Three years after the Spring Strangler case rocked the historic Western Maryland city nestled at the foot of the beautiful Blue Ridge Mountains, life has returned to normal for Detective Ben Winters and his partner, Tommy Mason. With a new chief now leading the department and the city slowly crawling out of its economic distress, everything seems to be moving in the right direction.

Until one sweltering summer day, a killer begins targeting police officers. Ben and Tommy find themselves once again leading an investigation the likes of which Parker City has never seen. The detectives quickly come to realize that until the shooter is found, everyone wearing a badge is in danger. To complicate matters even further, when a recently unearthed skeleton mysteriously connects to the string of police homicides, Ben and Tommy begin to think their current case may be tied to events twenty years earlier.

But how could a skeleton buried two decades ago hold the key to solving their current case?

Not long ago, I was thinking about all the subgenres of crime fiction and that my tastes really hadn’t changed in a very long time. I read lots of traditionals, cozies, private investigators, true crime, thrillers, etc., but not much in the way of noirs, hardboiled, romantic suspense.

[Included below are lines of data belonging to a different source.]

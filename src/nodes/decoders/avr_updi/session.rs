//! Bit, byte and sync reception for one UPDI command

use super::Engine;
use super::cursor::Edge;
use super::opcode::Opcode;
use crate::DecodeError;
use crate::nodes::decoders::types::{Annotation, AnnotationKind};
use crate::runtime::errors::WorkError;
use crate::runtime::sample::Sample;
use crate::runtime::stream::{Sink, Source};
use tracing::{debug, trace};

/// Why a command stopped early
#[derive(Debug)]
pub(super) enum Interrupt {
    /// Framing failure: drop the command and wait for the next sync
    Resync,
    /// End of stream or a fatal error
    Stop(WorkError),
}

impl From<WorkError> for Interrupt {
    fn from(e: WorkError) -> Self {
        Interrupt::Stop(e)
    }
}

impl From<DecodeError> for Interrupt {
    fn from(e: DecodeError) -> Self {
        Interrupt::Stop(e.into())
    }
}

pub(super) type Step<T = ()> = Result<T, Interrupt>;

/// A decoded 8 or 16-bit value and its rendering
pub(super) struct Value {
    pub value: u16,
    pub text: String,
}

/// Decoding context for one command, from its sync to its last byte
pub(super) struct Session<'a, S, K> {
    pub engine: &'a mut Engine,
    source: &'a mut S,
    out: &'a mut K,
    /// Annotations held back until a sync attempt succeeds
    held: Option<Vec<Annotation>>,
    /// Start of the current command; None inside REPEAT continuations
    pub cmd_start: Option<u64>,
    pub byte_start: u64,
    pub value_start: u64,
    /// Nominal end of the last frame; the cursor stops short of it
    frame_end: u64,
}

impl<'a, S: Source<Sample>, K: Sink<Annotation>> Session<'a, S, K> {
    pub fn new(engine: &'a mut Engine, source: &'a mut S, out: &'a mut K) -> Self {
        Self {
            engine,
            source,
            out,
            held: None,
            cmd_start: None,
            byte_start: 0,
            value_start: 0,
            frame_end: 0,
        }
    }

    pub fn now(&self) -> u64 {
        self.engine.cursor.now()
    }

    /// End of the element decoded last
    fn end(&self) -> u64 {
        self.now().max(self.frame_end)
    }

    fn spb(&self) -> u64 {
        self.engine.samples_per_bit
    }

    fn skip(&mut self, count: u64) -> Step<bool> {
        Ok(self.engine.cursor.skip(self.source, count)?)
    }

    pub fn put(&mut self, annotation: Annotation) -> Step {
        match &mut self.held {
            Some(held) => held.push(annotation),
            None => self.out.emit(annotation)?,
        }
        Ok(())
    }

    pub fn put_warning(&mut self, start: u64, message: impl Into<String>) -> Step {
        let end = self.end();
        self.put(Annotation::warning(start, end, message))
    }

    fn put_bit(&mut self, class: &'static str, start: u64, texts: &[&str]) -> Step {
        let end = self.end();
        self.put(Annotation::new(
            AnnotationKind::Bit,
            class,
            start,
            end,
            texts.iter().map(|t| t.to_string()).collect(),
        ))
    }

    pub fn put_field(&mut self, class: &'static str, start: u64, texts: Vec<String>) -> Step {
        let end = self.end();
        self.put(Annotation::new(AnnotationKind::Field, class, start, end, texts))
    }

    pub fn put_opcode(&mut self, name: &str) -> Step {
        self.put_field(
            "updi-opcode",
            self.byte_start,
            vec![format!("Opcode: {}", name), name.to_string()],
        )
    }

    /// Command annotation from the command's start to now
    pub fn put_cmd(&mut self, name: &str, operands: Option<String>) -> Step {
        let texts = match operands {
            Some(operands) => vec![format!("{} {}", name, operands), name.to_string()],
            None => vec![name.to_string()],
        };
        let start = self.cmd_start.unwrap_or(self.value_start);
        let end = self.end();
        self.engine.stats.commands += 1;
        self.put(Annotation::new(AnnotationKind::Command, "updi", start, end, texts))
    }

    /// Command annotation for a REPEAT iteration after the first
    pub fn put_continuation(&mut self, texts: Vec<String>) -> Step {
        let end = self.end();
        self.put(Annotation::new(
            AnnotationKind::Command,
            "updi",
            self.value_start,
            end,
            texts,
        ))
    }

    /// Decode one command: sync, opcode and its payload
    pub fn command(&mut self) -> Step {
        self.sync()?;
        self.cmd_start = Some(self.engine.sync_start);

        let cmd = self.read_byte()?;
        match Opcode::decode(cmd) {
            Some(op) => {
                trace!("[{}] Opcode {:02X}: {}", self.engine.name, cmd, op.mnemonic());
                self.put_opcode(op.mnemonic())?;
                (op.handler())(self, cmd)
            }
            None => self.unknown_opcode(cmd),
        }
    }

    pub fn unknown_opcode(&mut self, cmd: u8) -> Step {
        debug!("[{}] Unknown opcode {:02X}", self.engine.name, cmd);
        self.put_opcode("??")?;
        self.put_warning(self.byte_start, format!("Unknown opcode {:02X}", cmd))
    }

    /// Wait until a sync byte is received
    pub fn sync(&mut self) -> Step {
        while !self.try_sync()? {
            self.engine.stats.sync_abandoned += 1;
        }
        Ok(())
    }

    /// Measure the 0x55 sync byte starting at the next falling edge.
    ///
    /// Returns `Ok(false)` if the intervals are not plausible bit times; in
    /// that case nothing is emitted.
    fn try_sync(&mut self) -> Step<bool> {
        self.engine
            .cursor
            .wait_edge(self.source, Edge::Falling, None)?;
        let sync_start = self.now();
        self.frame_end = sync_start;

        self.held = Some(Vec::new());
        let measured = self.measure_sync(sync_start);
        let held = self.held.take().unwrap_or_default();

        if !measured? {
            return Ok(false);
        }
        for annotation in held {
            self.out.emit(annotation)?;
        }

        self.engine.sync_start = sync_start;
        self.engine.stats.syncs += 1;
        debug!(
            "[{}] Sync at {}: {} samples/bit{}",
            self.engine.name,
            sync_start,
            self.spb(),
            self.engine
                .baud_rate()
                .map(|baud| format!(", {:.0} baud", baud))
                .unwrap_or_default()
        );
        Ok(true)
    }

    fn measure_sync(&mut self, sync_start: u64) -> Step<bool> {
        let max_bit_time = self.engine.config.max_bit_time;
        let budget = Some(max_bit_time * 3);
        let intervals = self.engine.config.sync_intervals;

        // Start bit ends at the first rising edge
        self.engine
            .cursor
            .wait_edge(self.source, Edge::Rising, budget)?;
        let bit_time = self.now() - sync_start;
        if bit_time > max_bit_time {
            debug!("[{}] Sync abandoned: start bit {} samples", self.engine.name, bit_time);
            return Ok(false);
        }
        self.put_bit("start-bit", sync_start, &["Start bit", "Start", "S"])?;

        // Every following bit of 0x55 toggles the line
        for _ in 1..intervals {
            let bit_start = self.now();
            self.engine
                .cursor
                .wait_edge(self.source, Edge::Either, budget)?;
            let bit_time = self.now() - bit_start;
            if bit_time > max_bit_time {
                debug!("[{}] Sync abandoned: bit {} samples", self.engine.name, bit_time);
                return Ok(false);
            }
            self.put_bit("data-bit", bit_start, &["x"])?;
        }

        let total = self.now() - sync_start;
        let samples_per_bit = (total + intervals / 2) / intervals;
        if samples_per_bit == 0 {
            return Ok(false);
        }
        self.engine.samples_per_bit = samples_per_bit;

        // Last data bit and stop bits at the new rate
        self.data_bit(Some("x"))?;
        if !self.stop_bits()? {
            debug!("[{}] Sync abandoned: no stop bit", self.engine.name);
            return Ok(false);
        }

        self.put(Annotation::new(
            AnnotationKind::Byte,
            "byte-value",
            sync_start,
            self.end(),
            vec!["55".to_string()],
        ))?;
        self.put_field("sync", sync_start, vec!["SYNC".to_string()])?;
        Ok(true)
    }

    /// Wait for a start bit, checking it is still low at its midpoint
    fn start_bit(&mut self) -> Step<u64> {
        self.engine
            .cursor
            .wait_edge(self.source, Edge::Falling, None)?;
        let start = self.now();

        let spb = self.spb();
        if self.skip(spb / 2)? {
            debug!("[{}] False start bit at {}", self.engine.name, start);
            self.engine.stats.frame_errors += 1;
            return Err(Interrupt::Resync);
        }
        self.skip(spb.div_ceil(2))?;
        self.put_bit("start-bit", start, &["Start bit", "Start", "S"])?;
        Ok(start)
    }

    /// Read one bit, sampled at its midpoint
    fn data_bit(&mut self, label: Option<&str>) -> Step<bool> {
        let start = self.now();
        let spb = self.spb();
        let bit = self.skip(spb / 2)?;
        self.skip(spb.div_ceil(2))?;

        let digit = if bit { "1" } else { "0" };
        self.put_bit("data-bit", start, &[label.unwrap_or(digit)])?;
        Ok(bit)
    }

    /// Sample the first stop bit; returns whether it was high.
    ///
    /// The cursor stays at that midpoint so a rounded-up bit period cannot
    /// run past the next start bit. The annotations still cover both stop
    /// bits.
    fn stop_bits(&mut self) -> Step<bool> {
        let start = self.now();
        let spb = self.spb();
        let level = self.skip(spb / 2)?;
        self.frame_end = start + 2 * spb;

        if level {
            self.put_bit("stop-bit", start, &["Stop bit", "Stop", "T"])?;
        } else {
            self.put_warning(start, "Frame error")?;
        }
        Ok(level)
    }

    /// Receive one UART frame, LSB first
    pub fn read_byte(&mut self) -> Step<u8> {
        let start = self.start_bit()?;

        let mut value = 0u8;
        for idx in 0..8 {
            if self.data_bit(None)? {
                value |= 1 << idx;
            }
        }

        if !self.stop_bits()? {
            debug!("[{}] Frame error in byte at {}", self.engine.name, start);
            self.engine.stats.frame_errors += 1;
            return Err(Interrupt::Resync);
        }

        self.byte_start = start;
        trace!("[{}] Byte {:02X} at {}", self.engine.name, value, start);
        self.put(Annotation::new(
            AnnotationKind::Byte,
            "byte-value",
            start,
            self.end(),
            vec![format!("{:02X}", value)],
        ))?;
        Ok(value)
    }

    /// Read an 8-bit (`size` 0) or 16-bit little-endian (`size` 1) value
    pub fn read_value(&mut self, size: u8, class: &'static str, label: &'static str) -> Step<Value> {
        let (value, text) = match size {
            0 => {
                let value = self.read_byte()?;
                self.value_start = self.byte_start;
                (u16::from(value), format!("{:02X}", value))
            }
            1 => {
                let low = self.read_byte()?;
                self.value_start = self.byte_start;
                let high = self.read_byte()?;
                let value = u16::from_le_bytes([low, high]);
                (value, format!("{:04X}", value))
            }
            selector => {
                return Err(DecodeError::UnsupportedWidth {
                    field: label,
                    selector,
                }
                .into());
            }
        };

        self.put_field(
            class,
            self.value_start,
            vec![format!("{}: {}", label, text), text.clone()],
        )?;
        Ok(Value { value, text })
    }

    /// Read the device's ACK frame
    pub fn read_ack(&mut self) -> Step {
        let ack = self.read_byte()?;
        self.put_field("updi-ack", self.byte_start, vec!["ACK".to_string()])?;
        if ack != ACK {
            self.put_warning(self.byte_start, format!("Expected ACK, got {:02X}", ack))?;
        }
        Ok(())
    }
}

/// Byte the device answers a store with
const ACK: u8 = 0x40;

One subgenre that has always appealed to me is police procedural and I’m forever looking for the next good one, either standalone or series and, in Vice & Virtue, I think I’ve “discovered” another.

Ben Winters and Tommy Mason have a partnership I really enjoyed getting to know and, as the novel moved along, they grew on me as just people, people I wouldn’t mind hanging around with in real life. These detectives are driven to solve crimes and this cop killer case has taken on a life of its own, not surprising since the targets are their own colleagues.

As Ben and Tommy delve deeper into this case as well as the unearthed skeleton from years ago, I appreciated the author not indulging in the overused trope of cops with baggage. That has become tiresome, in my opinion, partly because we all have baggage of some sort and, too often, it feels like the author is just padding the word count, drifting away from the core story. So, my thanks to Mr. Kiska.

Bottomline, this second book was my introduction to a series I think I’m going to enjoy and now I’m going to go hunt down the first book, Now & Then.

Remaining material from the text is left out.